In this Q&A, Patrick explains the Firetrail philosophy, some of the key issues in markets they’re considering today, and he shares one well known Australian company that’s set to change its business – and re-rate in the process.

Portfolio Manager of the Firetrail Absolute Return Fund

  • The fund aims to be 'market neutral', which means that long-exposure is netted off by short selling to reduce correlation with the broad market.
  • In months when the Australian market is down, the fund has produced a positive return 65% of the time, returning an average of 1.1% in these months.
  • Since inception, the fund has returned an average of 9.4% p.a. after fees.

What motivates you as an individual?

I’m passionate about people. What motivates me is helping people to reach their full potential. When you join our team – you have a clear path for growth and career development. I’ve always enjoyed the mentoring role.

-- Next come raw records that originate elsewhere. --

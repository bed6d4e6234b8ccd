//! Pages and attachments that make up the content tree.

use bytes::Bytes;
use time::OffsetDateTime;

use crate::domain::types::{AclId, BlobId, NodeId, NodeKind};

/// Fields shared by every node in the tree.
#[derive(Debug, Clone, PartialEq, Eq)]
pub struct NodeMeta {
    pub id: NodeId,
    pub name: String,
    pub created_at: OffsetDateTime,
    pub modified_at: OffsetDateTime,
    pub parent_id: Option<NodeId>,
    pub acl_id: Option<AclId>,
}

impl NodeMeta {
    pub fn is_root(&self) -> bool {
        self.parent_id.is_none()
    }

    pub fn inherits_acl(&self) -> bool {
        self.acl_id.is_none()
    }
}

#[derive(Debug, Clone, PartialEq, Eq)]
pub struct Page {
    pub meta: NodeMeta,
    pub title: String,
    pub content: String,
}

impl Page {
    pub fn id(&self) -> NodeId {
        self.meta.id
    }

    pub fn name(&self) -> &str {
        &self.meta.name
    }
}

/// Where the bytes of an attachment live. A blob and a link never coexist.
#[derive(Debug, Clone, PartialEq, Eq)]
pub enum AttachmentPayload {
    Empty,
    Blob(BlobId),
    Link(String),
}

#[derive(Debug, Clone, PartialEq, Eq)]
pub struct Attachment {
    pub meta: NodeMeta,
    pub hidden: bool,
    payload: AttachmentPayload,
}

impl Attachment {
    pub fn new(meta: NodeMeta, hidden: bool, payload: AttachmentPayload) -> Self {
        Self {
            meta,
            hidden,
            payload,
        }
    }

    pub fn id(&self) -> NodeId {
        self.meta.id
    }

    pub fn name(&self) -> &str {
        &self.meta.name
    }

    pub fn payload(&self) -> &AttachmentPayload {
        &self.payload
    }

    pub fn blob_id(&self) -> Option<BlobId> {
        match self.payload {
            AttachmentPayload::Blob(id) => Some(id),
            _ => None,
        }
    }

    pub fn link(&self) -> Option<&str> {
        match &self.payload {
            AttachmentPayload::Link(url) => Some(url),
            _ => None,
        }
    }

    /// Points the attachment at stored bytes, dropping any link.
    pub fn set_blob(&mut self, blob: BlobId) {
        self.payload = AttachmentPayload::Blob(blob);
    }

    /// Points the attachment at an external URL. Returns the blob that is no longer referenced
    /// so the caller can delete it.
    pub fn set_link(&mut self, url: String) -> Option<BlobId> {
        let orphan = self.blob_id();
        self.payload = AttachmentPayload::Link(url);
        orphan
    }
}

/// Stored bytes of an attachment, loaded only when the file is served.
#[derive(Debug, Clone, PartialEq, Eq)]
pub struct AttachmentBlob {
    pub id: BlobId,
    pub data: Bytes,
}

/// One ancestor link shown above a page.
#[derive(Debug, Clone, PartialEq, Eq)]
pub struct Breadcrumb {
    pub path: String,
    pub name: String,
}

/// A node resolved from the tree, either a page or one of its attachments.
#[derive(Debug, Clone, PartialEq, Eq)]
pub enum ContentNode {
    Page(Page),
    Attachment(Attachment),
}

impl ContentNode {
    pub fn meta(&self) -> &NodeMeta {
        match self {
            ContentNode::Page(page) => &page.meta,
            ContentNode::Attachment(attachment) => &attachment.meta,
        }
    }

    pub fn id(&self) -> NodeId {
        self.meta().id
    }

    pub fn kind(&self) -> NodeKind {
        match self {
            ContentNode::Page(_) => NodeKind::Page,
            ContentNode::Attachment(_) => NodeKind::Attachment,
        }
    }

    pub fn into_page(self) -> Option<Page> {
        match self {
            ContentNode::Page(page) => Some(page),
            ContentNode::Attachment(_) => None,
        }
    }
}

#[cfg(test)]
mod tests {
    use super::*;

    fn meta() -> NodeMeta {
        NodeMeta {
            id: NodeId(5),
            name: "report.pdf".into(),
            created_at: OffsetDateTime::UNIX_EPOCH,
            modified_at: OffsetDateTime::UNIX_EPOCH,
            parent_id: Some(NodeId(1)),
            acl_id: None,
        }
    }

    #[test]
    fn setting_a_link_releases_the_blob() {
        let mut attachment = Attachment::new(meta(), false, AttachmentPayload::Blob(BlobId(9)));
        let orphan = attachment.set_link("https://example.com/report.pdf".into());
        assert_eq!(orphan, Some(BlobId(9)));
        assert_eq!(attachment.link(), Some("https://example.com/report.pdf"));
        assert_eq!(attachment.blob_id(), None);
    }

    #[test]
    fn setting_a_blob_clears_the_link() {
        let mut attachment = Attachment::new(
            meta(),
            false,
            AttachmentPayload::Link("https://example.com/a".into()),
        );
        attachment.set_blob(BlobId(3));
        assert_eq!(attachment.payload(), &AttachmentPayload::Blob(BlobId(3)));
        assert!(attachment.link().is_none());
    }
}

Can you tell me about your background and how you’ve shaped your investment philosophy?

Everything has a value. That's been a constant belief of mine and has stayed true through various market cycles over multiple decades. It shaped my investment decision making and philosophy at Macquarie, where I spent 28 years of my career, and it has shaped our philosophy at Firetrail.

At Firetrail we are valuation managers. We believe that every company has a price. And that any company can be a potential investment opportunity. That philosophy is not to be confused with a value manager. We believe constraining yourself to just one style (value, growth, quality) limits your opportunity set and can result in periods of significant underperformance when your style is out of favour.

A good valuation manager should be able to find undervalued opportunities in growth and value markets. It’s a flexible approach. Which can help you to successfully navigate different market styles through time.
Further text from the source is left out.